Fordham Hosts Inauguration of President Tetlow


The inauguration occurred on Keating Steps (Courtesy of Hanif Amanullah)

On Friday, Oct. 14, 2022, Tania Tetlow was officially inaugurated as Fordham University’s 33rd president. Tetlow was announced as the replacement of Rev. Joseph M. McShane, S.J., president emeritus, on Feb. 10, 2022, and her tenure officially started on July 1.

Tetlow’s inauguration consisted of a week of events, starting on Tuesday, Oct. 11. Fordham’s Lincoln Center campus hosted a panel discussion with faculty members called “Fordham: Hope in a Fractured World.”

The discussion centered around how a Fordham education prepares students to tackle social justice issues and complicated problems.

On Wednesday, Oct. 12, student performance groups performed at Lincoln Center.
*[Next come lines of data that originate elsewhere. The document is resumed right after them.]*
use crate::error::{Result, TracciaError};
use crate::types::ExpiryStatus;
use chrono::NaiveDate;

/// Items expiring within this many days are `Expiring`.
pub const EXPIRING_WINDOW_DAYS: i64 = 30;

/// Signed day count from `today` to `expiry`. Negative once expired.
pub fn days_left(expiry: NaiveDate, today: NaiveDate) -> i64 {
    (expiry - today).num_days()
}

/// Parse a `YYYY-MM-DD` calendar date.
pub fn parse_date(s: &str) -> Result<NaiveDate> {
    NaiveDate::parse_from_str(s.trim(), "%Y-%m-%d")
        .map_err(|_| TracciaError::InvalidDate(s.to_string()))
}

pub fn classify(expiry: NaiveDate, today: NaiveDate) -> ExpiryStatus {
    if expiry < today {
        return ExpiryStatus::Expired;
    }
    if days_left(expiry, today) <= EXPIRING_WINDOW_DAYS {
        ExpiryStatus::Expiring
    } else {
        ExpiryStatus::Valid
    }
}
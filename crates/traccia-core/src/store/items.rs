use chrono::{NaiveDate, Utc};
use rusqlite::{params, Row};
use tracing::warn;

use super::Store;
use crate::error::{Result, TracciaError};
use crate::types::TrackableItem;

/// Certification fields supplied by the CRUD layer.
#[derive(Debug, Clone)]
pub struct NewCertification {
    pub employee_id: i64,
    pub cert_type: String,
    pub title: String,
    pub issued_date: Option<NaiveDate>,
    pub expiry_date: NaiveDate,
}

fn decode_item(id: i64, row: &Row<'_>) -> rusqlite::Result<TrackableItem> {
    Ok(TrackableItem {
        id,
        employee_id: row.get(1)?,
        first_name: row.get(2)?,
        last_name: row.get(3)?,
        title: row.get(4)?,
        cert_type: row.get(5)?,
        issued_date: row.get(6)?,
        expiry_date: row.get(7)?,
    })
}

impl Store {
    /// Every certification joined with its owner, ordered by id. Rows whose
    /// columns cannot be decoded are logged and left out.
    pub fn trackable_items(&self) -> Result<Vec<TrackableItem>> {
        let conn = self.conn()?;
        let mut stmt = conn.prepare(
            "SELECT c.id, c.employee_id, e.first_name, e.last_name, c.title,
                    c.cert_type, c.issued_date, c.expiry_date
             FROM certifications c
             JOIN employees e ON e.id = c.employee_id
             ORDER BY c.id",
        )?;
        let mut rows = stmt.query([])?;
        let mut items = Vec::new();
        while let Some(row) = rows.next()? {
            let id: i64 = row.get(0)?;
            match decode_item(id, row) {
                Ok(item) => items.push(item),
                Err(e) => {
                    warn!(certification_id = id, error = %e, "unreadable certification skipped");
                }
            }
        }
        Ok(items)
    }

    /// Emails of active administrators; always included in alert recipients.
    pub fn active_admin_emails(&self) -> Result<Vec<String>> {
        let conn = self.conn()?;
        let mut stmt = conn.prepare(
            "SELECT email FROM users
             WHERE role = 'admin' AND is_active = 1 AND email <> ''
             ORDER BY email",
        )?;
        let rows = stmt.query_map([], |row| row.get(0))?;
        Ok(rows.collect::<rusqlite::Result<Vec<String>>>()?)
    }

    pub fn insert_user(&self, email: &str, full_name: &str, role: &str, active: bool) -> Result<i64> {
        let conn = self.conn()?;
        conn.execute(
            "INSERT INTO users (email, full_name, role, is_active) VALUES (?1, ?2, ?3, ?4)",
            params![email, full_name, role, active],
        )?;
        Ok(conn.last_insert_rowid())
    }

    /// Insert a locally managed employee (no directory key).
    pub fn insert_employee(&self, first_name: &str, last_name: &str, email: Option<&str>) -> Result<i64> {
        let conn = self.conn()?;
        conn.execute(
            "INSERT INTO employees (first_name, last_name, email, last_synced_at)
             VALUES (?1, ?2, ?3, ?4)",
            params![first_name, last_name, email, Utc::now()],
        )?;
        Ok(conn.last_insert_rowid())
    }

    pub fn insert_certification(&self, cert: &NewCertification) -> Result<i64> {
        let conn = self.conn()?;
        conn.execute(
            "INSERT INTO certifications (employee_id, cert_type, title, issued_date, expiry_date)
             VALUES (?1, ?2, ?3, ?4, ?5)",
            params![
                cert.employee_id,
                cert.cert_type,
                cert.title,
                cert.issued_date,
                cert.expiry_date
            ],
        )?;
        Ok(conn.last_insert_rowid())
    }

    /// Delete a certification; its send-ledger rows go with it.
    pub fn delete_certification(&self, id: i64) -> Result<()> {
        let conn = self.conn()?;
        let n = conn.execute("DELETE FROM certifications WHERE id = ?1", [id])?;
        if n == 0 {
            return Err(TracciaError::ItemNotFound(id));
        }
        Ok(())
    }
}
The showcase was called “The Movement, Melodrama and Melodies of NYC” and featured students in Fordham’s theater programs, Lincoln Center’s Jazz Ensemble and Fordham’s joint B.F.A program with the Alvin and Ailey dance company.

The inauguration ceremony took place Friday, Oct. 14, on Edward’s Parade. The inauguration ceremony featured speakers from the extended Fordham community.

Susan Conley Salice, FCRH ’82, opened the ceremony by giving the convening the convocation. Chair of the Board of Trustees, Robert Daleo, Fordham ’72, followed Conley Salice by delivering the ceremony’s welcome address.

Marc Morial, former mayor of New Orleans, spoke to Tetlow’s character. He described her as a “steel magnolia” and praised her high intellect.

New York Senator Chuck Schumer spoke about the transition of power. He talked about his friendship with McShane and his excitement for Tetlow’s tenure. “[Tetlow is] perfect to lead the Fordham community at this time,” said Schumer.

Schumer also spoke to Tetlow’s spirituality, saying she is a good fit to carry on Fordham’s legacy of providing an “instructional and spiritual education.” He also noted that Tetlow is well-versed in “Gregorian chants.”

John Drummond, president of the university faculty senate, spoke to the faculty’s excitement about what Tetlow will do as president. Linda LoSchiavo, director of university libraries, followed Drummond and spoke to the “2,000 non-faculty” employees looking forward to working with Tetlow. Djellza Pulatani, FCLC ’24, president of United Student Government (USG) at Lincoln Center and Executive President of USG at Rose Hill, Santiago Vidal, FCRH ’24, spoke on the student body’s behalf. They talked about student excitement to have Tetlow as president. Pulatani also spoke about the impact that Fordham’s first female president has on the study body.

“[The] entire student body is ecstatic to start this chapter,” said Pulatani. Later in her speech, Pulatani called Tetlow’s presidency a “turning point.” “Women always belong in a place of power,” said Pulatani.

Thomas Curran, S.J., spoke to Tetlow’s commitment to faith. He talked about Tetlow’s efforts and leadership after Hurricane Katrina devastated New Orleans. He said she was committed to building a “foundation of faith, family and community support.”
Following Curran, the university choir sang and Armando Nunez, Fordham ’82, chair-elect of the Board of Trustees, transitioned the ceremony to the “Installation and Investiture of the President.” McShane presented the university mace. McShane explained that the mace has the power from New York to entrust degrees. All of Fordham’s presidents and schools are engraved on the mace below the crown. After McShane passed on the mace, Daleo presented the “chain of office.” Daleo said that the chain signifies Tetlow’s authority as president.

After that, Tetlow spoke about what being president signifies to her. Tetlow also spoke about her family lineage with the Jesuits and her connection to Fordham, as her parents met at the university in graduate school.

“Fordham has the power to make the world a better place,” said Tetlow. Tetlow talked about the significance of a Jesuit education and her experience attending Jesuit schools growing up. She said that Jesuit education teaches that having talent does not make one superior, but that talent comes with responsibility.

“We don’t just teach. We change lives and forge character,” said Tetlow.

Tetlow also spoke about the importance of students engaging with the community. She said that it is important for students not to turn their backs on others and to help those impacted by systemic oppression. She also mentioned faculty and encouraged them to continue inspiring students through education.

Following the inauguration, “PrezFest” took place on Edward’s Parade. Following ‘PrezFest,’ WFUV hosted a jazz concert in front of Walsh Library. The Preservation Hall Jazz Band, a jazz group from New Orleans, performed. According to the concert M.C., the band is one of Tetlow’s favorites. Preservation Hall featured a theme of New Orleans and New York jazz styles.